Do you work for an agency or organization that adds new data to existing data files and shares files with partners as data is updated? How often have you opened a data file and been frustrated by the glaring errors in data entry?
Common pitfalls with cleaning data manually:
1. It’s hard to catch all the errors.
2. You must repeat your cleaning process when new data is added to the file.
3. There’s no record of the data-cleaning steps. You manually implement each step, which is time-consuming and frustrating.
4. Data types can differ by cell rather than having one fixed data type per field (column), which can lead to problems when importing, summarizing, or analyzing the data later.
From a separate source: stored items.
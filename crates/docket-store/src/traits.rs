use chrono::NaiveDate;
use docket_types::{Artefact, ArtefactId, ArtefactIdentity, LocationId};

use crate::error::StoreResult;

/// Relational persistence for artefact metadata.
///
/// All implementations must satisfy these invariants:
/// - At most one live artefact per identity tuple. `save` of a new artefact
///   id under an already-owned tuple fails with `IdentityConflict` and
///   leaves the store unchanged.
/// - `save` of an already-live artefact id is an in-place replace (the
///   supersession write path).
/// - A row is live or archived, never both. Date-scoped queries see only
///   live rows; `archived`/`all_archived` see only archived rows.
pub trait ArtefactStore: Send + Sync {
    /// Look up a live artefact by id.
    fn find_by_id(&self, id: ArtefactId) -> StoreResult<Option<Artefact>>;

    /// Look up a live artefact by exact identity tuple.
    fn find_by_identity(&self, identity: &ArtefactIdentity) -> StoreResult<Option<Artefact>>;

    /// Insert or replace a live row.
    ///
    /// Fails with `IdentityConflict` when a *different* live artefact
    /// already owns the candidate's identity tuple.
    fn save(&self, artefact: &Artefact) -> StoreResult<()>;

    /// Remove a live row entirely. Returns `true` if it existed.
    fn delete(&self, id: ArtefactId) -> StoreResult<bool>;

    /// Move a live row into the archive table. Fails with `NotFound` when
    /// no live row exists for `id`.
    fn archive(&self, id: ArtefactId) -> StoreResult<()>;

    /// Live rows whose display window closed before `today`.
    fn find_outdated(&self, today: NaiveDate) -> StoreResult<Vec<Artefact>>;

    /// Live rows whose display window opens exactly on `date`.
    fn find_by_display_from(&self, date: NaiveDate) -> StoreResult<Vec<Artefact>>;

    /// Live rows at the NoMatch sentinel location.
    fn find_all_no_match(&self) -> StoreResult<Vec<Artefact>>;

    /// Live rows at `location` currently inside their display window.
    fn find_active_for_location(
        &self,
        today: NaiveDate,
        location: LocationId,
    ) -> StoreResult<Vec<Artefact>>;

    /// Live rows at any of the given locations (bulk-cascade resolution).
    fn find_all_by_location_ids(&self, locations: &[LocationId]) -> StoreResult<Vec<Artefact>>;

    /// Look up an archived artefact by id (historical/MI queries).
    fn archived(&self, id: ArtefactId) -> StoreResult<Option<Artefact>>;

    /// All archived artefacts (historical/MI queries).
    fn all_archived(&self) -> StoreResult<Vec<Artefact>>;
}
Why it’s easier to clean data with code in R (or another language):
1. Code provides a repeatable process for cleaning your data. Just rerun the code on new data. It takes seconds. Okay, maybe minutes, depending on the amount of data and the complexity of your code. But it’s still fast, and you can enjoy a coffee (or chocolate!) while you wait.
2. Complex changes to the data can be completed with a few, simple lines of code.
3. Once you write some basic code, you can easily apply the same code to other data.
Wait a minute! You could learn VBA and write macros to clean your data in Excel. Maybe you already do use macros, and that’s great! But you’ll need another language, such as R, if you want to run complex statistical analysis on your data without writing the mathematical formulas for models in Excel. And if you want to create new fields (summarize the data in some form or join the data to data in other tables), you’ll have a much easier time doing so in R.
I assume you want clean data. If not, power on with whatever your current process may be! I wish you the best.